• **Problem statement**
Could you copy, exactly as written, every line from the first line of the records through the one containing "model: SimplePlan<TypedFact, Box<dyn"?

• **Material to process**
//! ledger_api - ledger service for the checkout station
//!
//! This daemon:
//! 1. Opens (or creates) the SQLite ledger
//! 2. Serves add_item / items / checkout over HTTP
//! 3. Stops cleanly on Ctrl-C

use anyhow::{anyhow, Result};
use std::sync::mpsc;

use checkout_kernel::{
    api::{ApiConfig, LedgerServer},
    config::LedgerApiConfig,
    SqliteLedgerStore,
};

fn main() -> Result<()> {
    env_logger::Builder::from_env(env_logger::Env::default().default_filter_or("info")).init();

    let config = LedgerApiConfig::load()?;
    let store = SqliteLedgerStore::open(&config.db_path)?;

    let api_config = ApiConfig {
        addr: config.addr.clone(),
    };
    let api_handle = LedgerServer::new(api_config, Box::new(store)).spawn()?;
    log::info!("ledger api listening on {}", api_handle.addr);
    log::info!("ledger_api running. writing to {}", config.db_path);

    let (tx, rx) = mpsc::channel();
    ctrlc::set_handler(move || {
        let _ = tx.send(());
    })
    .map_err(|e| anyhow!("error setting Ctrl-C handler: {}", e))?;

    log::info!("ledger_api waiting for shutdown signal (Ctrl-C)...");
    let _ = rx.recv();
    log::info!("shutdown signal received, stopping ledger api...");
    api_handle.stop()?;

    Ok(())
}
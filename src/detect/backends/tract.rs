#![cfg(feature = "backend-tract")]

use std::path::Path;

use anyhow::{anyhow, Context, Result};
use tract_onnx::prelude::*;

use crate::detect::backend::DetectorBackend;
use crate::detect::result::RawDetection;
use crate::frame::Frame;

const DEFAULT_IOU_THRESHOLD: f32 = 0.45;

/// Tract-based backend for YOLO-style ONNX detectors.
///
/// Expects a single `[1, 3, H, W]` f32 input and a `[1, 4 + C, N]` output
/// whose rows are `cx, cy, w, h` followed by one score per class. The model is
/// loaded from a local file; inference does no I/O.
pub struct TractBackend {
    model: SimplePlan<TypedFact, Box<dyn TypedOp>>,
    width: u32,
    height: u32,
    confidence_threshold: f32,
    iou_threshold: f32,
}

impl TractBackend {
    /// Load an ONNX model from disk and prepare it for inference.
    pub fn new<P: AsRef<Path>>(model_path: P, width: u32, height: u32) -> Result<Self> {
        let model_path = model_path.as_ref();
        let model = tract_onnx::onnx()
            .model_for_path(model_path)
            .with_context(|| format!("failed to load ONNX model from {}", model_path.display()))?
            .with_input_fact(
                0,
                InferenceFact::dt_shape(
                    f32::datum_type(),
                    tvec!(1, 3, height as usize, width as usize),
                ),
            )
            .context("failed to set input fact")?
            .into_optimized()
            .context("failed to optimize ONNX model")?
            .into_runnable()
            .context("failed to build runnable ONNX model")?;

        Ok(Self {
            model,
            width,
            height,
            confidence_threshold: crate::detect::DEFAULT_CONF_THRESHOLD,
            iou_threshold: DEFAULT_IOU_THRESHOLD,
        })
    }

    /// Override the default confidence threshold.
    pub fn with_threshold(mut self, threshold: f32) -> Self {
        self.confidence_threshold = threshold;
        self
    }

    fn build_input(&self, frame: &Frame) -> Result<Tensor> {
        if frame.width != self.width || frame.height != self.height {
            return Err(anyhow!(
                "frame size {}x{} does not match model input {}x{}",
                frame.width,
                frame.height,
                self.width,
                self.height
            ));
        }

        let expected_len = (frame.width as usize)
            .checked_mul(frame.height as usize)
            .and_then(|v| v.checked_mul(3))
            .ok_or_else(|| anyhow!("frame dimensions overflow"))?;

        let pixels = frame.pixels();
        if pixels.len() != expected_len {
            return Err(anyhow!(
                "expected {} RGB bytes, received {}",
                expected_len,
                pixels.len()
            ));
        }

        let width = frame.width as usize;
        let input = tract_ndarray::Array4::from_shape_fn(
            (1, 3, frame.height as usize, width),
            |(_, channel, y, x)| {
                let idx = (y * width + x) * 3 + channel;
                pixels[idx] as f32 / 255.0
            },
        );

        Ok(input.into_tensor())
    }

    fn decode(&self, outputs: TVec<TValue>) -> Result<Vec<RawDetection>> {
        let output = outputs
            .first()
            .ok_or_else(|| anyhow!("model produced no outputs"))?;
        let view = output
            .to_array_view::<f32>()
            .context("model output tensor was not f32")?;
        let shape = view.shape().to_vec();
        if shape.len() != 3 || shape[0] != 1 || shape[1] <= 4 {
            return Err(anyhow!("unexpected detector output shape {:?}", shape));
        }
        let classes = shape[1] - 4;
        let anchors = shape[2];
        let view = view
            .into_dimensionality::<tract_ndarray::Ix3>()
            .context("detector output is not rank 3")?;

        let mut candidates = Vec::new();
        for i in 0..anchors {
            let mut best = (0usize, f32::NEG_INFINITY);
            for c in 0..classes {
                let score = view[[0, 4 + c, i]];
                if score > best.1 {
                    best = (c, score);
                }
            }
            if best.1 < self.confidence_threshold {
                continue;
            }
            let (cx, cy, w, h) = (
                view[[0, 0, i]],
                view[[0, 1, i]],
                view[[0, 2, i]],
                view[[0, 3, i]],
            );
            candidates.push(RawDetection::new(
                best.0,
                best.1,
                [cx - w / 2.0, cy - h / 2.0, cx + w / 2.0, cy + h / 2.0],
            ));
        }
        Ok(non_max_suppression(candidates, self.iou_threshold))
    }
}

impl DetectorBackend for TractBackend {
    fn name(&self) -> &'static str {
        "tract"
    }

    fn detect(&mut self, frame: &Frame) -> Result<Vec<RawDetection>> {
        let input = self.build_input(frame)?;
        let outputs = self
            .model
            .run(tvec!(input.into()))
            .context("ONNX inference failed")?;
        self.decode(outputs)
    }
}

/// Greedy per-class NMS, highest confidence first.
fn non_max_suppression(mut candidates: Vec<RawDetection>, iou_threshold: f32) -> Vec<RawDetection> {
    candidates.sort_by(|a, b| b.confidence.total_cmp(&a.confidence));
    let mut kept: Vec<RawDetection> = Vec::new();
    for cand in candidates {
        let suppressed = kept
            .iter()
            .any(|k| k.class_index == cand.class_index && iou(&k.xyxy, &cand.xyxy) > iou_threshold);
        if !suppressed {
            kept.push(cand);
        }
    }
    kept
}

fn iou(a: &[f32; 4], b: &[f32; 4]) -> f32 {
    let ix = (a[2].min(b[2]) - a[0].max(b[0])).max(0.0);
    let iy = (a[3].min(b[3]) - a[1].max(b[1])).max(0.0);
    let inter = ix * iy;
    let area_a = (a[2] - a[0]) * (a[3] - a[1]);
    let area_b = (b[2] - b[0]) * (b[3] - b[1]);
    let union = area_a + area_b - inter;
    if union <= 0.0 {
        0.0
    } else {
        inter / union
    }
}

• **Result for this task**
//! ledger_api - ledger service for the checkout station
//!
//! This daemon:
//! 1. Opens (or creates) the SQLite ledger
//! 2. Serves add_item / items / checkout over HTTP
//! 3. Stops cleanly on Ctrl-C

use anyhow::{anyhow, Result};
use std::sync::mpsc;

use checkout_kernel::{
    api::{ApiConfig, LedgerServer},
    config::LedgerApiConfig,
    SqliteLedgerStore,
};

fn main() -> Result<()> {
    env_logger::Builder::from_env(env_logger::Env::default().default_filter_or("info")).init();

    let config = LedgerApiConfig::load()?;
    let store = SqliteLedgerStore::open(&config.db_path)?;

    let api_config = ApiConfig {
        addr: config.addr.clone(),
    };
    let api_handle = LedgerServer::new(api_config, Box::new(store)).spawn()?;
    log::info!("ledger api listening on {}", api_handle.addr);
    log::info!("ledger_api running. writing to {}", config.db_path);

    let (tx, rx) = mpsc::channel();
    ctrlc::set_handler(move || {
        let _ = tx.send(());
    })
    .map_err(|e| anyhow!("error setting Ctrl-C handler: {}", e))?;

    log::info!("ledger_api waiting for shutdown signal (Ctrl-C)...");
    let _ = rx.recv();
    log::info!("shutdown signal received, stopping ledger api...");
    api_handle.stop()?;

    Ok(())
}
filename src/detect/backends/tract.rs
#![cfg(feature = "backend-tract")]

use std::path::Path;

use anyhow::{anyhow, Context, Result};
use tract_onnx::prelude::*;

use crate::detect::backend::DetectorBackend;
use crate::detect::result::RawDetection;
use crate::frame::Frame;

const DEFAULT_IOU_THRESHOLD: f32 = 0.45;

/// Tract-based backend for YOLO-style ONNX detectors.
///
/// Expects a single `[1, 3, H, W]` f32 input and a `[1, 4 + C, N]` output
/// whose rows are `cx, cy, w, h` followed by one score per class. The model is
/// loaded from a local file; inference does no I/O.
pub struct TractBackend {
    model: SimplePlan<TypedFact, Box<dyn TypedOp>>,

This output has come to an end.